Si la vocación es responder a las voces implorantes del mundo, ¿cómo desoír a la de quienes hoy sufren las tenazas del hambre? Soy abogado, y de derechos humanos. ¿Qué derecho es hoy más importante que el derecho a la alimentación? ¿De qué sirven todos los demás catálogos de derechos si no somos capaces, como comunidad humana, de garantizar, a cada uno de sus miembros, la ingesta de las 2400/2700 calorías que mantienen la delgada línea de la vida humana?

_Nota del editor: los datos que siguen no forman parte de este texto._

//! Token alignment between display text and the tokenized index
//!
//! Search results carry `matched_token_indices` counted over the *stripped*
//! text (punctuation, Latin, and digits removed before tokenization). To
//! highlight matches inside the displayed, fully punctuated text, we rebuild
//! that token numbering character by character and convert token indices back
//! into character ranges.
//!
//! Nothing in this module fails: search-result bodies are untrusted external
//! data, and rendering degrades to empty maps/ranges instead of erroring.

use std::collections::HashSet;
use std::sync::OnceLock;

use regex_lite::Regex;
use serde::{Deserialize, Serialize};

use crate::chars::{classify, CharClass};

/// Half-open character range `[start, end)` into a display string.
///
/// Offsets count `char`s, not bytes; use [`char_span_to_bytes`] before
/// slicing a Rust `&str`.
#[derive(Debug, Clone, Copy, PartialEq, Eq, Serialize, Deserialize)]
pub struct HighlightRange {
    pub start: usize,
    pub end: usize,
}

/// A clipped sub-range of the display string centered on a target token.
#[derive(Debug, Clone, Copy, PartialEq, Eq, Serialize, Deserialize)]
pub struct SnippetWindow {
    /// First character of the snippet.
    pub start: usize,
    /// One past the last character of the snippet.
    pub end: usize,
    /// First token inside the window.
    pub start_token: u32,
    /// One past the last token inside the window.
    pub end_token: u32,
    /// Whether the window start was cut away from token 0, so the caller
    /// should render a leading ellipsis.
    pub truncated_start: bool,
}

#[derive(Debug, Clone, Copy, PartialEq, Eq)]
enum Slot {
    /// Character belongs to this token.
    Token(u32),
    /// Stripped before indexing: no token index, does not end the word.
    Transparent,
    /// Whitespace or other true boundary.
    Boundary,
}

/// One entry per character of a display string, mapping it to the token
/// index the external tokenizer would assign, or to no token at all.
#[derive(Debug, Clone, PartialEq, Eq)]
pub struct CharToTokenMap {
    slots: Vec<Slot>,
    token_count: u32,
}

impl CharToTokenMap {
    /// Walk the text once, left to right, numbering maximal letter/diacritic
    /// runs. Transparent characters join whichever run they fall inside
    /// without affecting the count.
    pub fn build(text: &str) -> Self {
        let mut slots = Vec::with_capacity(text.len());
        let mut current: u32 = 0;
        let mut in_word = false;

        for c in text.chars() {
            match classify(c) {
                CharClass::ArabicLetter | CharClass::Tashkil => {
                    slots.push(Slot::Token(current));
                    in_word = true;
                }
                CharClass::Punctuation | CharClass::Latin | CharClass::Digit => {
                    slots.push(Slot::Transparent);
                }
                CharClass::Other => {
                    slots.push(Slot::Boundary);
                    if in_word {
                        current += 1;
                        in_word = false;
                    }
                }
            }
        }

        let token_count = if in_word { current + 1 } else { current };
        Self { slots, token_count }
    }

    /// Number of characters covered by the map.
    pub fn len(&self) -> usize {
        self.slots.len()
    }

    pub fn is_empty(&self) -> bool {
        self.slots.is_empty()
    }

    /// Number of tokens the external tokenizer would produce for this text.
    pub fn token_count(&self) -> u32 {
        self.token_count
    }

    /// Token index at a character position, if that character carries one.
    pub fn token_index(&self, char_pos: usize) -> Option<u32> {
        match self.slots.get(char_pos) {
            Some(Slot::Token(idx)) => Some(*idx),
            _ => None,
        }
    }

    /// Character ranges covering the given matched token indices, sorted and
    /// non-overlapping. Indices absent from the text produce no range.
    ///
    /// Transparent characters inside an open run do not close it (they sit
    /// within the surrounding token's span), but emitted ranges end after the
    /// last matched-token character, so trailing punctuation stays
    /// unhighlighted.
    pub fn highlight_ranges(&self, matched_indices: &[u32]) -> Vec<HighlightRange> {
        if matched_indices.is_empty() || self.slots.is_empty() {
            return Vec::new();
        }
        let matched: HashSet<u32> = matched_indices.iter().copied().collect();

        let mut ranges = Vec::new();
        let mut start: Option<usize> = None;
        let mut last_hit = 0usize;

        for (pos, slot) in self.slots.iter().enumerate() {
            match slot {
                Slot::Token(idx) if matched.contains(idx) => {
                    if start.is_none() {
                        start = Some(pos);
                    }
                    last_hit = pos;
                }
                Slot::Transparent => {}
                Slot::Token(_) | Slot::Boundary => {
                    if let Some(s) = start.take() {
                        ranges.push(HighlightRange { start: s, end: last_hit + 1 });
                    }
                }
            }
        }
        if let Some(s) = start {
            ranges.push(HighlightRange { start: s, end: last_hit + 1 });
        }

        ranges
    }

    /// First and last character positions carrying the given token index.
    /// Used for click-to-token lookups.
    pub fn token_char_range(&self, token: u32) -> Option<HighlightRange> {
        let mut first = None;
        let mut last = None;
        for (pos, slot) in self.slots.iter().enumerate() {
            if *slot == Slot::Token(token) {
                if first.is_none() {
                    first = Some(pos);
                }
                last = Some(pos);
            }
        }
        match (first, last) {
            (Some(s), Some(e)) => Some(HighlightRange { start: s, end: e + 1 }),
            _ => None,
        }
    }

    /// Character window around `center_token` covering up to `tokens_before`
    /// tokens before it and `tokens_after` after it.
    ///
    /// When `max_distance_from_start` is given and the center token would sit
    /// farther from the window start than that budget, the start slides
    /// forward until the center is exactly that many tokens in. A window that
    /// finds no tokens degrades to the full text range.
    pub fn snippet_range(
        &self,
        center_token: u32,
        tokens_before: u32,
        tokens_after: u32,
        max_distance_from_start: Option<u32>,
    ) -> SnippetWindow {
        let full = SnippetWindow {
            start: 0,
            end: self.slots.len(),
            start_token: 0,
            end_token: self.token_count,
            truncated_start: false,
        };

        if self.token_count == 0 || center_token >= self.token_count {
            return full;
        }

        let mut start_token = center_token.saturating_sub(tokens_before);
        let end_token = center_token
            .saturating_add(tokens_after)
            .saturating_add(1)
            .min(self.token_count);

        if let Some(max_distance) = max_distance_from_start {
            if center_token - start_token > max_distance {
                start_token = center_token - max_distance;
            }
        }

        let mut first = None;
        let mut last = None;
        for (pos, slot) in self.slots.iter().enumerate() {
            if let Slot::Token(idx) = slot {
                if *idx >= start_token && *idx < end_token {
                    if first.is_none() {
                        first = Some(pos);
                    }
                    last = Some(pos);
                }
            }
        }

        match (first, last) {
            (Some(s), Some(e)) => SnippetWindow {
                start: s,
                end: e + 1,
                start_token,
                end_token,
                truncated_start: start_token > 0,
            },
            _ => full,
        }
    }
}

static LINE_BREAKS: OnceLock<Regex> = OnceLock::new();
static TAGS: OnceLock<Regex> = OnceLock::new();

/// Replace line-break markup with a newline and strip all remaining tags.
///
/// Best-effort text normalization, not HTML parsing: malformed markup is left
/// in place rather than rejected.
pub fn strip_html(html: &str) -> String {
    let line_breaks = LINE_BREAKS.get_or_init(|| Regex::new(r"(?i)<br\s*/?>").unwrap());
    let tags = TAGS.get_or_init(|| Regex::new(r"<[^>]*>").unwrap());

    let text = line_breaks.replace_all(html, "\n");
    tags.replace_all(&text, "").into_owned()
}

fn byte_offset(text: &str, char_offset: usize) -> usize {
    text.char_indices()
        .nth(char_offset)
        .map(|(byte, _)| byte)
        .unwrap_or(text.len())
}

/// Convert a half-open character span into byte offsets for slicing.
pub fn char_span_to_bytes(text: &str, start: usize, end: usize) -> (usize, usize) {
    (byte_offset(text, start), byte_offset(text, end))
}

/// Fully rendered alignment for one search result row.
#[derive(Debug, Clone, Serialize, Deserialize)]
pub struct RenderedMatch {
    /// HTML-stripped display text the offsets refer to.
    pub text: String,
    pub snippet: SnippetWindow,
    pub ranges: Vec<HighlightRange>,
}

/// Strip markup, rebuild the token map, and compute highlight ranges plus a
/// snippet window centered on the first matched token.
pub fn render_match(
    body_html: &str,
    matched_indices: &[u32],
    tokens_before: u32,
    tokens_after: u32,
    max_distance_from_start: Option<u32>,
) -> RenderedMatch {
    let text = strip_html(body_html);
    let map = CharToTokenMap::build(&text);
    let ranges = map.highlight_ranges(matched_indices);

    let center = matched_indices
        .iter()
        .copied()
        .filter(|&idx| idx < map.token_count())
        .min()
        .unwrap_or(0);
    let snippet = map.snippet_range(center, tokens_before, tokens_after, max_distance_from_start);

    RenderedMatch { text, snippet, ranges }
}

Porque hay alimentos para todos, y de sobra. Demandar en la escasez es inútil. Pero en la abundancia, deviene imperioso, obligatorio. Ni Malthus, ni Smith ni Marx creían que, como humanidad, íbamos a desarrollar tanto nuestra capacidad productiva. Pero hoy, revolución tecnológica tras revolución tecnológica, recibimos de cada hectárea cada vez más maná de vida. De acuerdo a la FAO, hoy se producen alimentos en cantidad suficiente como para alimentar al doble de la población mundial. Y hasta subvencionamos la limitación de la producción y destruimos cosechas enteras y ríos de leche para dar juego a las leyes del mercado, y así mantener los precios adecuadamente altos, por razones puramente especulativas. Y destinamos gran parte de las cosechas a engordar al ganado en los feed lots, o a la producción de biocombustibles. Y aún así, por primera vez en la historia de la humanidad, pululan en la tierra más personas que padecen de obesidad que de desnutrición, con todos los problemas que ello acarrea en los sistemas sanitarios. El problema, hoy más que nunca, no es de disponibilidad, sino de acceso.

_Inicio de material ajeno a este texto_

//! Character classification for Arabic display text
//!
//! Token indices reported by the search engine count Arabic words *after* the
//! indexing pipeline has stripped punctuation, Latin letters, and digits. The
//! classes here must therefore match that pipeline's character tables exactly,
//! or highlight positions drift off by one word per mismatch.

use serde::{Deserialize, Serialize};

/// Class of a single Unicode scalar value.
#[derive(Debug, Clone, Copy, PartialEq, Eq, Hash, Serialize, Deserialize)]
#[serde(rename_all = "lowercase")]
pub enum CharClass {
    /// An Arabic letter: opens or extends a word.
    ArabicLetter,
    /// A tashkil mark or superscript alef: extends the current word but is
    /// never a letter for boundary purposes.
    Tashkil,
    /// Latin letters used in transliteration; stripped before indexing.
    Latin,
    /// ASCII or Arabic-Indic digits; stripped before indexing.
    Digit,
    /// One of the fixed punctuation/symbol characters the indexing pipeline
    /// strips.
    Punctuation,
    /// Everything else, including whitespace: a true word boundary.
    Other,
}

/// Classify a single character. Total over all of Unicode; never fails.
pub fn classify(c: char) -> CharClass {
    match c {
        // Tashkil and the superscript alef come first: they live inside the
        // main Arabic block but are not letters.
        '\u{064B}'..='\u{065F}' | '\u{0670}' => CharClass::Tashkil,

        '0'..='9' | '\u{0660}'..='\u{0669}' | '\u{06F0}'..='\u{06F9}' => CharClass::Digit,

        // ASCII punctuation and symbols.
        '!' | '"' | '#' | '$' | '%' | '&' | '\'' | '(' | ')' | '*' | '+' | ','
        | '-' | '.' | '/' | ':' | ';' | '<' | '=' | '>' | '?' | '@' | '['
        | '\\' | ']' | '^' | '_' | '`' | '{' | '|' | '}' | '~' => CharClass::Punctuation,

        // Arabic punctuation, the tatweel filler, and typographic marks that
        // appear in digitized texts. This set is closed and enumerated; it
        // mirrors the stripped-character table of the indexing pipeline.
        '\u{060C}' // ، comma
        | '\u{061B}' // ؛ semicolon
        | '\u{061F}' // ؟ question mark
        | '\u{0640}' // ـ tatweel
        | '\u{066A}' // ٪ percent
        | '\u{066B}' // ٫ decimal separator
        | '\u{066C}' // ٬ thousands separator
        | '\u{066D}' // ٭ five-pointed star
        | '\u{06D4}' // ۔ full stop
        | '\u{00AB}' | '\u{00BB}' // « »
        | '\u{2018}' | '\u{2019}' | '\u{201C}' | '\u{201D}' // ' ' " "
        | '\u{2013}' | '\u{2014}' // – —
        | '\u{2026}' // …
        | '\u{FD3E}' | '\u{FD3F}' // ﴾ ﴿ ornate parentheses
        => CharClass::Punctuation,

        // Arabic letter blocks: main, Supplement, Extended-A.
        '\u{0600}'..='\u{06FF}' | '\u{0750}'..='\u{077F}' | '\u{08A0}'..='\u{08FF}' => {
            CharClass::ArabicLetter
        }

        // Latin letters, including the accented ranges used in
        // transliteration (Latin-1 Supplement, Extended-A/B, Extended
        // Additional for ḥ/ṣ/ṭ and friends).
        'A'..='Z' | 'a'..='z' | '\u{1E00}'..='\u{1EFF}' => CharClass::Latin,
        '\u{00C0}'..='\u{024F}' => {
            if c == '\u{00D7}' || c == '\u{00F7}' {
                CharClass::Punctuation
            } else {
                CharClass::Latin
            }
        }

        _ => CharClass::Other,
    }
}

/// True for Arabic letters only; tashkil marks do not count.
pub fn is_arabic_letter(c: char) -> bool {
    classify(c) == CharClass::ArabicLetter
}

pub fn is_tashkil(c: char) -> bool {
    classify(c) == CharClass::Tashkil
}

/// Transparent characters are stripped by the indexing pipeline before
/// tokenization: they carry no token index and must not terminate a word.
pub fn is_transparent(c: char) -> bool {
    matches!(
        classify(c),
        CharClass::Punctuation | CharClass::Latin | CharClass::Digit
    )
}

/// True word boundaries: whitespace, control characters, anything unclassified.
pub fn is_boundary(c: char) -> bool {
    classify(c) == CharClass::Other
}

#[cfg(test)]
mod tests {
    use super::*;

    #[test]
    fn test_arabic_letters() {
        for c in ['ا', 'ب', 'ي', 'ء', 'أ', 'ة', 'ک'] {
            assert_eq!(classify(c), CharClass::ArabicLetter, "{c:?}");
        }
        // Supplement and Extended-A blocks
        assert_eq!(classify('\u{0750}'), CharClass::ArabicLetter);
        assert_eq!(classify('\u{08A0}'), CharClass::ArabicLetter);
    }

    #[test]
    fn test_tashkil_is_not_a_letter() {
        for c in ['\u{064B}', '\u{064E}', '\u{0651}', '\u{0652}', '\u{0670}'] {
            assert_eq!(classify(c), CharClass::Tashkil, "{c:?}");
            assert!(!is_arabic_letter(c));
        }
    }

    #[test]
    fn test_digits_both_scripts() {
        assert_eq!(classify('3'), CharClass::Digit);
        assert_eq!(classify('٣'), CharClass::Digit);
        assert_eq!(classify('۳'), CharClass::Digit);
    }

    #[test]
    fn test_arabic_punctuation_wins_over_letter_block() {
        // These sit inside U+0600..=U+06FF but must classify as punctuation.
        for c in ['،', '؛', '؟', 'ـ', '٭'] {
            assert_eq!(classify(c), CharClass::Punctuation, "{c:?}");
        }
    }

    #[test]
    fn test_latin_and_transliteration() {
        assert_eq!(classify('q'), CharClass::Latin);
        assert_eq!(classify('Ḥ'), CharClass::Latin);
        assert_eq!(classify('ā'), CharClass::Latin);
        assert_eq!(classify('\u{00D7}'), CharClass::Punctuation);
    }

    #[test]
    fn test_boundaries() {
        for c in [' ', '\n', '\t', '\u{00A0}'] {
            assert_eq!(classify(c), CharClass::Other, "{c:?}");
            assert!(is_boundary(c));
        }
    }

    #[test]
    fn test_transparent_set() {
        assert!(is_transparent('.'));
        assert!(is_transparent('A'));
        assert!(is_transparent('7'));
        assert!(is_transparent('«'));
        assert!(!is_transparent('ب'));
        assert!(!is_transparent(' '));
    }
}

Frente a esta realidad, como abogado de derechos humanos, ¿a qué otro derecho podría dedicar mis energías con mayor urgencia y satisfacción personal?
Creo saber hoy cuál es mi vocación, o mejor dicho, ya mi obsesión: luchar junto a otros hombres y mujeres para abandonar, a nuestra muerte, un mundo sin hambre. Lograr que este sea el desafío, y la contribución de nuestra generación. Como otras personas ya lo han proclamado, que podamos recluir al hambre sólo a los rincones oscuros de un morboso museo. El hambre es, hoy más que nunca, un problema político. Social. Y es posible erradicarlo.

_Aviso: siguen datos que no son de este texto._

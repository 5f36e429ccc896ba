//! Error types for Kashshaf Text

use thiserror::Error;

/// Errors surfaced to the caller before a query is sent to the search service.
///
/// The alignment and pattern-generation paths never fail; malformed input
/// degrades to empty output there. Only query validation rejects.
#[derive(Error, Debug, Clone, PartialEq, Eq)]
pub enum KashshafTextError {
    #[error("Wildcards are only supported in surface search")]
    WildcardWrongMode,

    #[error("Only one wildcard (*) is allowed per search")]
    MultipleWildcards,

    #[error("A word cannot begin with a wildcard")]
    LeadingWildcard,

    #[error("An internal wildcard needs at least 2 letters before it")]
    ShortWildcardStem,

    #[error("Invalid query: {0}")]
    InvalidQuery(String),
}

impl serde::Serialize for KashshafTextError {
    fn serialize<S>(&self, serializer: S) -> Result<S::Ok, S::Error>
    where
        S: serde::Serializer,
    {
        serializer.serialize_str(&self.to_string())
    }
}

Por eso hoy quiero unirme a las filas de Acción contra el Hambre. No es la única organización que hace de la lucha contra el hambre su objetivo. Pero la he visto trabajar, en el terreno, y me ha gustado. En Burundi, Malawi y Etiopía. Con un abordaje integral e, inevitablemente, interdisciplinario. Con profesionalismo. Pero, además, con una meta en miras muy importante: procurar que cada ser humano pueda hallar los medios para alimentarse a sí mismo y a los suyos, mas que simplemente darle una ración de comida.

Si desde el escritorio en Madrid, o embarrado en el terreno, puedo contribuir a que las misiones de Acción contra el Hambre en Africa cumplan los objetivos que se proponen, entonces estaré aportando mi grano de arena. Me estaré saldando una deuda personal, existencial: la que debo a los niños que conocí, y hoy no están. Sé que puedo estar a la altura de sus expectativas. Después de todo, el hambre es el único tema que hoy me perturba el sueño. Si no es en esta ocasión, será en otra, o no será. Pero de una cosa estén seguros: nuestros caminos han de cruzarse. Porque, ustedes y yo, caminamos por la senda de los que están convencidos que quien hoy muere de hambre es víctima de un asesinato. Pero, más aún, de los que creemos que está en nuestras manos el poder evitarlo. Como diría un escritor de mis tierras, acaso lo que digo no sea verdadero, ojalá sea profético. Y, con Neruda, termino: por ahora, sólo pido, la justicia del almuerzo.